For season two, we pick up the action six months later. Carrie, diagnosed with bipolar disorder and treated with shock therapy, was summarily dismissed by the CIA, and she's been living a quiet life teaching English to foreign students and living with her father and sister. Brody's fate, I'll leave for viewers to discover. But one night, Carrie gets a phone call from her old CIA boss, Saul, out of the blue. You can tell, just from Carrie's tone, that the call upsets her as much as it surprises her.

Mandy Patinkin plays Saul. Claire Danes plays Carrie, and she's astoundingly good.

(SOUNDBITE OF TV SHOW, "HOMELAND")

MANDY PATINKIN: (as Saul Berenson) Hello?

CLAIRE DANES: (as Carrie Mathison) Saul, it's me.

PATINKIN: (as Saul Berenson) Carrie. Thanks for getting back.

DANES: (as Carrie Mathison) I'm guessing this isn't a social call.

PATINKIN: (as Saul Berenson) No.

DANES: (as Carrie Mathison) What's going on?
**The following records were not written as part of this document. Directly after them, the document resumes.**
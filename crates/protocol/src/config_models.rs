//! Session settings from `.debate-kit/config.toml`.
//!
//! Every field has a default, so an empty (or missing) file yields a
//! usable configuration.

use serde::{Deserialize, Serialize};
use std::path::PathBuf;

/// How the scheduler chooses the next speaker.
#[derive(Serialize, Deserialize, Debug, Clone, Copy, PartialEq, Eq, Default)]
#[serde(rename_all = "lowercase")]
pub enum SelectionMode {
    /// Walk the roster in order, wrapping around.
    #[default]
    Rotation,
    /// Ask the operator for every slot.
    Manual,
}

/// Settings that govern one debate session.
///
/// # Example
///
/// ```toml
/// # .debate-kit/config.toml
/// max_rounds = 12
/// speakers_per_round = 1
/// retry_count = 3
/// timeout_secs = 120
/// compression_threshold = 40000
/// summarizer = "compression"
/// ```
#[derive(Serialize, Deserialize, Debug, Clone, PartialEq)]
pub struct SessionSettings {
    /// Hard limit on rounds per session (counted across resets).
    #[serde(default = "default_max_rounds")]
    pub max_rounds: u32,

    /// Turns scheduled per round.
    #[serde(default = "default_speakers_per_round")]
    pub speakers_per_round: u32,

    #[serde(default)]
    pub selection: SelectionMode,

    /// Agent pinned to the first slot of round 1.
    #[serde(default, skip_serializing_if = "Option::is_none")]
    pub first_speaker: Option<String>,

    /// Characters of history that trigger a compression reset.
    #[serde(default, skip_serializing_if = "Option::is_none")]
    pub compression_threshold: Option<usize>,

    /// Agent that writes compression summaries and may request resets.
    #[serde(default, skip_serializing_if = "Option::is_none")]
    pub summarizer: Option<String>,

    /// Extra attempts after the first failed adapter call.
    #[serde(default = "default_retry_count")]
    pub retry_count: u32,

    /// Default adapter call timeout, in seconds.
    #[serde(default = "default_timeout_secs")]
    pub timeout_secs: u64,

    /// Initial retry backoff, doubled on every further attempt.
    #[serde(default = "default_backoff_ms")]
    pub backoff_ms: u64,

    #[serde(default = "default_max_backoff_ms")]
    pub max_backoff_ms: u64,

    /// Where transcripts are written, relative to the project root.
    #[serde(default = "default_transcript_dir")]
    pub transcript_dir: PathBuf,
}

fn default_max_rounds() -> u32 {
    10
}

fn default_speakers_per_round() -> u32 {
    1
}

fn default_retry_count() -> u32 {
    3
}

fn default_timeout_secs() -> u64 {
    120
}

fn default_backoff_ms() -> u64 {
    1000
}

fn default_max_backoff_ms() -> u64 {
    30_000
}

fn default_transcript_dir() -> PathBuf {
    PathBuf::from("transcripts")
}

impl Default for SessionSettings {
    fn default() -> Self {
        Self {
            max_rounds: default_max_rounds(),
            speakers_per_round: default_speakers_per_round(),
            selection: SelectionMode::default(),
            first_speaker: None,
            compression_threshold: None,
            summarizer: None,
            retry_count: default_retry_count(),
            timeout_secs: default_timeout_secs(),
            backoff_ms: default_backoff_ms(),
            max_backoff_ms: default_max_backoff_ms(),
            transcript_dir: default_transcript_dir(),
        }
    }
}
PATINKIN: (as Saul Berenson) I can't talk. We're on an open line. But we need your help. I know. I hate myself for even asking.

DANES: (as Carrie Mathison) Well, can't it wait until tomorrow?

PATINKIN: (as Saul Berenson) I'm afraid not. David Estes is sitting outside your house right now.

DANES: (as Carrie Mathison) Well, tonight is Thursday. I cook dinner for the family on Thursdays. I'm making vegetable lasagna with vegetables I picked this morning from the garden. Don't make me talk to him, Saul. I don't ever want to see him again. I've put all of that away.

PATINKIN: (as Saul Berenson) Please, Carrie.

DANES: (as Carrie Mathison) God, why are you doing this to me?

BIANCULLI: Basically, he is doing this to her because she's the only one who can help, and because it gets Carrie back into the thick of things, which is where we need her if "Homeland" is going to deliver another great year. And based on the first two episodes, it is.

The new season of Homeland opens with an attack on an American embassy and seems so current, it's almost like peeking into the future. Writer-producers Alex Gansa and Howard Gordon have given us the most topical and meaningful drama on television and populated it with some of the medium's very best actors. "Dexter" may have strayed off course, but "Homeland," like "Breaking Bad," knows exactly what it's doing.

DAVIES: David Bianculli is founder and editor of the website TV Worth Watching, and teaches TV and film history at Rowan University in New Jersey.